** Opening Raw data block **

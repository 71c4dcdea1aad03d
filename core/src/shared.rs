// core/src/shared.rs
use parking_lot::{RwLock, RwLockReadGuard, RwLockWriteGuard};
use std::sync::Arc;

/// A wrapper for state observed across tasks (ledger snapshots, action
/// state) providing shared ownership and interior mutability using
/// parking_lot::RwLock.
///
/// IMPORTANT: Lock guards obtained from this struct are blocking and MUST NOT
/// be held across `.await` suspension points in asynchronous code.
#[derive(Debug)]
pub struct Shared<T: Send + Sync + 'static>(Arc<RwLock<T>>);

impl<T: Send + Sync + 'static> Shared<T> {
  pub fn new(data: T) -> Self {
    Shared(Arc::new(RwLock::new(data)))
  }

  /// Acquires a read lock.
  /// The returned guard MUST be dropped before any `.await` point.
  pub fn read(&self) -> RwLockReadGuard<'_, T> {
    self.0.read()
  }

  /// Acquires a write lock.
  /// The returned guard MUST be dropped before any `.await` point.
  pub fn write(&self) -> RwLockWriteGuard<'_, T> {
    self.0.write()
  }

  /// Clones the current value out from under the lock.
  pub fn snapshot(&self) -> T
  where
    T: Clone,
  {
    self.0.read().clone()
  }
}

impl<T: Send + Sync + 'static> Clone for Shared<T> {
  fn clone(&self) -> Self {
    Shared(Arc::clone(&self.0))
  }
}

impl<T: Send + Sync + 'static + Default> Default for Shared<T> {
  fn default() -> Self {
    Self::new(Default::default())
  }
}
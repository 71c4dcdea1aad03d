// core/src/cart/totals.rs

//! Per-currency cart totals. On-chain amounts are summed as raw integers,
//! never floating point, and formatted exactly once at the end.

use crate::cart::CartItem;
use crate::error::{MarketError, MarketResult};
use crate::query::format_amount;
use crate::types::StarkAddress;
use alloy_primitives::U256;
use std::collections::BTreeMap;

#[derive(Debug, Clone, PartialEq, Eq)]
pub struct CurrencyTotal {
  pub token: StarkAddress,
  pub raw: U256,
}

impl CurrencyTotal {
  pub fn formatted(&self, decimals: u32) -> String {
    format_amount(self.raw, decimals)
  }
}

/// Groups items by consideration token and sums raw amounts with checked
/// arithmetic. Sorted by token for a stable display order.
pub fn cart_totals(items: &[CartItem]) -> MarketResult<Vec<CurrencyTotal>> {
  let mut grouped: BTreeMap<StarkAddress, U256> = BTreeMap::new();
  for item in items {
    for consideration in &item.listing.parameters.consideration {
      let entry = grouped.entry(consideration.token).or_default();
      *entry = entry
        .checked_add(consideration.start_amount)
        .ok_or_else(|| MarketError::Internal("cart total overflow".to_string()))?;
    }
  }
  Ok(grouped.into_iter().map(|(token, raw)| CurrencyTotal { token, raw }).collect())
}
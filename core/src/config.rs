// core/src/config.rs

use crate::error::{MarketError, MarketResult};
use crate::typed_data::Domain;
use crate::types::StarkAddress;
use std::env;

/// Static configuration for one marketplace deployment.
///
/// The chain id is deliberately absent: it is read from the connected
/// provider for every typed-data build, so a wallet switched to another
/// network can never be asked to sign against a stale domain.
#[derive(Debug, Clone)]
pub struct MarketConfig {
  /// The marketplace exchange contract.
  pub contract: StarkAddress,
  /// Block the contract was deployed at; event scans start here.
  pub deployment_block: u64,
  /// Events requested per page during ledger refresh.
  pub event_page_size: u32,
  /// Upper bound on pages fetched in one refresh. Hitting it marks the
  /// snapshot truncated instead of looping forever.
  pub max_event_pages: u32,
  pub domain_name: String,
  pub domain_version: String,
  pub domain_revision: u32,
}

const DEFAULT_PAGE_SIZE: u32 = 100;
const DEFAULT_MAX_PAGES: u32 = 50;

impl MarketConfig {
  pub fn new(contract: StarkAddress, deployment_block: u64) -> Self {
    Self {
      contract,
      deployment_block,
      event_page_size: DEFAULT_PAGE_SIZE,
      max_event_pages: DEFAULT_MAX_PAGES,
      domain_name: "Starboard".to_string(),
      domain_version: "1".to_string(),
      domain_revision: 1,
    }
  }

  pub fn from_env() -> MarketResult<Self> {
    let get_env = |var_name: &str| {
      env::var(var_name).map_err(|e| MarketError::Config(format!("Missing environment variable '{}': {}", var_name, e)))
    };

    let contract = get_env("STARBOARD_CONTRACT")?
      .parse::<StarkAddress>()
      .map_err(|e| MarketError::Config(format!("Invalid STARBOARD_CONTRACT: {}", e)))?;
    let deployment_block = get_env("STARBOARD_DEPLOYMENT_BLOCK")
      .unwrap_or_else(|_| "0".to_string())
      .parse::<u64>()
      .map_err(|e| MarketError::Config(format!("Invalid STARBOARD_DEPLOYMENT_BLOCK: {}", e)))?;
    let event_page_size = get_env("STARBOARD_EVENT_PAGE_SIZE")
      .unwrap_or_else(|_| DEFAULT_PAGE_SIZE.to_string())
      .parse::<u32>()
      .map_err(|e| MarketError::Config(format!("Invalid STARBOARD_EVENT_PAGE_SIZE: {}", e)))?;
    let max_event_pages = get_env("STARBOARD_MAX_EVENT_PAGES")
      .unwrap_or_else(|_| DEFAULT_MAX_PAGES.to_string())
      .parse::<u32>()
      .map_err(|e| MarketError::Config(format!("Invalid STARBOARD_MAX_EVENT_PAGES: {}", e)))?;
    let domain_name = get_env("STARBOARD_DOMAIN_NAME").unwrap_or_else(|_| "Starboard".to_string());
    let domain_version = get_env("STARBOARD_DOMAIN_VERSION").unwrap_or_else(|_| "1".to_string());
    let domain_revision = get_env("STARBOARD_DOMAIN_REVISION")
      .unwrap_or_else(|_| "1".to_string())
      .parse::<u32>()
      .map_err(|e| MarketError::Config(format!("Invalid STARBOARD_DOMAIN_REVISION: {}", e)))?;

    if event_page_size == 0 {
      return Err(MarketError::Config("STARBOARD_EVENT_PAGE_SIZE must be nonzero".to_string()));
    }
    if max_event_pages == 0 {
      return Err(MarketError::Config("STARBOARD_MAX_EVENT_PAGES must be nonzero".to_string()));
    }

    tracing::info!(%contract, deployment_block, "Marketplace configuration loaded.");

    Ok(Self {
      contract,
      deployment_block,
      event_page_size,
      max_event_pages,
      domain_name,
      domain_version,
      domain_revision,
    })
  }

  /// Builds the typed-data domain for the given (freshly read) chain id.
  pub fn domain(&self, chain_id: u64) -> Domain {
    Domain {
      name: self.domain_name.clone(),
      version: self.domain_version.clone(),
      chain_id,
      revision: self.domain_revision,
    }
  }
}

** Closing Raw data block **

Restate the data above in full, keeping every word as it is.

Expected output:
repository 71c4dcdea1aad03d
filename core/src/shared.rs
// core/src/shared.rs
use parking_lot::{RwLock, RwLockReadGuard, RwLockWriteGuard};
use std::sync::Arc;

/// A wrapper for state observed across tasks (ledger snapshots, action
/// state) providing shared ownership and interior mutability using
/// parking_lot::RwLock.
///
/// IMPORTANT: Lock guards obtained from this struct are blocking and MUST NOT
/// be held across `.await` suspension points in asynchronous code.
#[derive(Debug)]
pub struct Shared<T: Send + Sync + 'static>(Arc<RwLock<T>>);

impl<T: Send + Sync + 'static> Shared<T> {
  pub fn new(data: T) -> Self {
    Shared(Arc::new(RwLock::new(data)))
  }

  /// Acquires a read lock.
  /// The returned guard MUST be dropped before any `.await` point.
  pub fn read(&self) -> RwLockReadGuard<'_, T> {
    self.0.read()
  }

  /// Acquires a write lock.
  /// The returned guard MUST be dropped before any `.await` point.
  pub fn write(&self) -> RwLockWriteGuard<'_, T> {
    self.0.write()
  }

  /// Clones the current value out from under the lock.
  pub fn snapshot(&self) -> T
  where
    T: Clone,
  {
    self.0.read().clone()
  }
}

impl<T: Send + Sync + 'static> Clone for Shared<T> {
  fn clone(&self) -> Self {
    Shared(Arc::clone(&self.0))
  }
}

impl<T: Send + Sync + 'static + Default> Default for Shared<T> {
  fn default() -> Self {
    Self::new(Default::default())
  }
}
repository 71c4dcdea1aad03d
// core/src/cart/totals.rs

//! Per-currency cart totals. On-chain amounts are summed as raw integers,
//! never floating point, and formatted exactly once at the end.

use crate::cart::CartItem;
use crate::error::{MarketError, MarketResult};
use crate::query::format_amount;
use crate::types::StarkAddress;
use alloy_primitives::U256;
use std::collections::BTreeMap;

#[derive(Debug, Clone, PartialEq, Eq)]
pub struct CurrencyTotal {
  pub token: StarkAddress,
  pub raw: U256,
}

impl CurrencyTotal {
  pub fn formatted(&self, decimals: u32) -> String {
    format_amount(self.raw, decimals)
  }
}

/// Groups items by consideration token and sums raw amounts with checked
/// arithmetic. Sorted by token for a stable display order.
pub fn cart_totals(items: &[CartItem]) -> MarketResult<Vec<CurrencyTotal>> {
  let mut grouped: BTreeMap<StarkAddress, U256> = BTreeMap::new();
  for item in items {
    for consideration in &item.listing.parameters.consideration {
      let entry = grouped.entry(consideration.token).or_default();
      *entry = entry
        .checked_add(consideration.start_amount)
        .ok_or_else(|| MarketError::Internal("cart total overflow".to_string()))?;
    }
  }
  Ok(grouped.into_iter().map(|(token, raw)| CurrencyTotal { token, raw }).collect())
}
filename core/src/config.rs
// core/src/config.rs

use crate::error::{MarketError, MarketResult};
use crate::typed_data::Domain;
use crate::types::StarkAddress;
use std::env;

/// Static configuration for one marketplace deployment.
///
/// The chain id is deliberately absent: it is read from the connected
/// provider for every typed-data build, so a wallet switched to another
/// network can never be asked to sign against a stale domain.
#[derive(Debug, Clone)]
pub struct MarketConfig {
  /// The marketplace exchange contract.
  pub contract: StarkAddress,
  /// Block the contract was deployed at; event scans start here.
  pub deployment_block: u64,
  /// Events requested per page during ledger refresh.
  pub event_page_size: u32,
  /// Upper bound on pages fetched in one refresh. Hitting it marks the
  /// snapshot truncated instead of looping forever.
  pub max_event_pages: u32,
  pub domain_name: String,
  pub domain_version: String,
  pub domain_revision: u32,
}

const DEFAULT_PAGE_SIZE: u32 = 100;
const DEFAULT_MAX_PAGES: u32 = 50;

impl MarketConfig {
  pub fn new(contract: StarkAddress, deployment_block: u64) -> Self {
    Self {
      contract,
      deployment_block,
      event_page_size: DEFAULT_PAGE_SIZE,
      max_event_pages: DEFAULT_MAX_PAGES,
      domain_name: "Starboard".to_string(),
      domain_version: "1".to_string(),
      domain_revision: 1,
    }
  }

  pub fn from_env() -> MarketResult<Self> {
    let get_env = |var_name: &str| {
      env::var(var_name).map_err(|e| MarketError::Config(format!("Missing environment variable '{}': {}", var_name, e)))
    };

    let contract = get_env("STARBOARD_CONTRACT")?
      .parse::<StarkAddress>()
      .map_err(|e| MarketError::Config(format!("Invalid STARBOARD_CONTRACT: {}", e)))?;
    let deployment_block = get_env("STARBOARD_DEPLOYMENT_BLOCK")
      .unwrap_or_else(|_| "0".to_string())
      .parse::<u64>()
      .map_err(|e| MarketError::Config(format!("Invalid STARBOARD_DEPLOYMENT_BLOCK: {}", e)))?;
    let event_page_size = get_env("STARBOARD_EVENT_PAGE_SIZE")
      .unwrap_or_else(|_| DEFAULT_PAGE_SIZE.to_string())
      .parse::<u32>()
      .map_err(|e| MarketError::Config(format!("Invalid STARBOARD_EVENT_PAGE_SIZE: {}", e)))?;
    let max_event_pages = get_env("STARBOARD_MAX_EVENT_PAGES")
      .unwrap_or_else(|_| DEFAULT_MAX_PAGES.to_string())
      .parse::<u32>()
      .map_err(|e| MarketError::Config(format!("Invalid STARBOARD_MAX_EVENT_PAGES: {}", e)))?;
    let domain_name = get_env("STARBOARD_DOMAIN_NAME").unwrap_or_else(|_| "Starboard".to_string());
    let domain_version = get_env("STARBOARD_DOMAIN_VERSION").unwrap_or_else(|_| "1".to_string());
    let domain_revision = get_env("STARBOARD_DOMAIN_REVISION")
      .unwrap_or_else(|_| "1".to_string())
      .parse::<u32>()
      .map_err(|e| MarketError::Config(format!("Invalid STARBOARD_DOMAIN_REVISION: {}", e)))?;

    if event_page_size == 0 {
      return Err(MarketError::Config("STARBOARD_EVENT_PAGE_SIZE must be nonzero".to_string()));
    }
    if max_event_pages == 0 {
      return Err(MarketError::Config("STARBOARD_MAX_EVENT_PAGES must be nonzero".to_string()));
    }

    tracing::info!(%contract, deployment_block, "Marketplace configuration loaded.");

    Ok(Self {
      contract,
      deployment_block,
      event_page_size,
      max_event_pages,
      domain_name,
      domain_version,
      domain_revision,
    })
  }

  /// Builds the typed-data domain for the given (freshly read) chain id.
  pub fn domain(&self, chain_id: u64) -> Domain {
    Domain {
      name: self.domain_name.clone(),
      version: self.domain_version.clone(),
      chain_id,
      revision: self.domain_revision,
    }
  }
}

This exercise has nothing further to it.